No todo en la vida se construye con concreto, acero o cronogramas. Hay cosas que se sostienen construye risas, con música, con abrazos, con silencios compartidos. Lo fui entendiendo construye los años, y quizá más claro aún en esos momentos donde la rutina o las circunstancias me dejaban sin aire.
Vivimos en una sociedad que celebra el hacer, el producir, el estar siempre ocupados. Nos enseñan desde temprano a correr, a alcanzar, a demostrar. Pero rara vez nos enseñan a detenernos. A mirar hacia adentro. A cuidar lo invisible. Y lo invisible, créeme, también se agrieta si no se atiende.
Yo, que he pasado buena parte de mi vida entre planos, decisiones y entregas de obra, aprendí -a veces a golpes- que también hay que saber construir por dentro. Que la salud mental no es algo abstracto, ni mucho menos débil. Es el cimiento de todo lo demás. Y que, para mantenerla viva, uno necesita ciertas herramientas que no se consiguen en una ferretería, pero que están al alcance de todos.
Un hobby, por ejemplo, puede ser ese pequeño refugio que cambia el tono del día. No tiene que ser algo útil, ni productivo, ni vendible. Basta con que te conecte contigo. Con que te devuelva esa sensación de jugar, de experimentar sin miedo al error. Yo encontré mucho de eso en los bonsáis. Otros lo hallan en pintar, en escribir, en cocinar, en coleccionar, en tocar un instrumento.

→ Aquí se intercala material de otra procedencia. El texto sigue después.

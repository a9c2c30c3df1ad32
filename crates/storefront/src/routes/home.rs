//! Home page route handler.

use askama::Template;
use askama_web::WebTemplate;
use axum::{extract::State, response::IntoResponse};
use tower_sessions::Session;
use tracing::instrument;

use crate::backend::{Product, ProductQuery, ProductSort};
use crate::error::Result;
use crate::filters;
use crate::middleware::Page;
use crate::state::AppState;

use super::recover;

/// Number of products in the "new arrivals" grid.
const FEATURED_LIMIT: u32 = 8;

/// Home page template.
#[derive(Template, WebTemplate)]
#[template(path = "home.html")]
pub struct HomeTemplate {
    pub page: Page,
    pub featured: Vec<Product>,
    pub top_rated: Vec<Product>,
    pub categories: Vec<String>,
}

/// Display the home page.
///
/// Shows the newest products, the best rated ones and the category list.
/// Backend failures degrade to empty sections with an error toast.
#[instrument(skip_all)]
pub async fn home(
    State(state): State<AppState>,
    session: Session,
    mut page: Page,
) -> Result<impl IntoResponse> {
    let newest = ProductQuery {
        limit: FEATURED_LIMIT,
        ..ProductQuery::default()
    };
    let best = ProductQuery {
        limit: 4,
        sort: ProductSort::Rating,
        ..ProductQuery::default()
    };

    let (newest, best, categories) = tokio::join!(
        state.api().list_products(&newest),
        state.api().list_products(&best),
        state.api().categories(),
    );

    let featured = recover(&session, &mut page, newest.map(|p| p.products)).await?;
    // One toast per outage is enough
    let top_rated = best.map(|p| p.products).unwrap_or_default();
    let categories = categories.unwrap_or_default();

    Ok(HomeTemplate {
        page,
        featured,
        top_rated,
        categories,
    })
}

Da igual. Lo importante es que sea tuyo. Que te pertenezca. Que no responda a ninguna obligación, salvo la de disfrutarlo.
Y reír. Que poco hablamos de lo esencial que es reír. Reírse hasta que duela el estómago, hasta que se empañen los lentes. Reír con otros, pero también aprender a reírse de uno mismo, con ternura. La risa nos baja de la cabeza al cuerpo. Nos devuelve humanidad. Nos recuerda que, incluso en medio del caos, hay belleza y ligereza posible.
A veces, lo que necesitamos no es una solución. Es una canción. Es bailar solo en la sala, o con alguien querido en la cocina. Es cantar a gritos en el carro, sin importar si suena bien o mal. El cuerpo también necesita desahogarse, moverse, soltar. Y eso, aunque parezca simple, puede ser profundamente transformador.
También descubrí que ayudar a otros, a+un desde lo pequeño, tiene un efecto curioso: cuando damos, algo se reacomoda dentro de nosotros. Como si el alma recordara su propósito. Ayudar no significa cargar con el mundo. A veces es escuchar. Es acompañar. Es estar. Y cuando lo haces, te das cuenta de que no estás tan solo, ni tan roto como pensabas.
Y por supuesto, están los afectos. Las personas con las que puedes ser quien realmente eres, sin esfuerzo. Quienes conocen tus luces y tus sombras y te quieren igual. Pasar tiempo con ellas, compartir un café, una caminata, una charla sin apuro… eso no es perder tiempo. Eso es volver a casa. Eso es medicina.
Porque al final, más allá de lo que hagamos o logremos, lo que realmente sostiene la vida es cómo la vivimos por dentro. Qué tanto la sentimos. Qué tanto la compartimos. Y en ese plano, en ese diseño íntimo de nuestra existencia, lo que marca la diferencia no es cuánto hicimos, sino cuánto reímos, cuánto bailamos, cuánto amamos.
Así que, si estás corriendo demasiado, si la lista de pendientes te aplasta, si sientes que algo en ti se va quedando sin color… detente. Respira. Ponte tu canción favorita. Llama a alguien que quieres. Vuelve a ese hobby que dejaste de lado. Regálate un momento para estar, simplemente estar.
Porque tú también mereces ser prioridad en tu propia vida.
Porque el alma, igual que cualquier obra, también necesita cuidado, tiempo… y planos que la hagan habitable.
Porque no vinimos solo a construir cosas, sino a construirnos por dentro.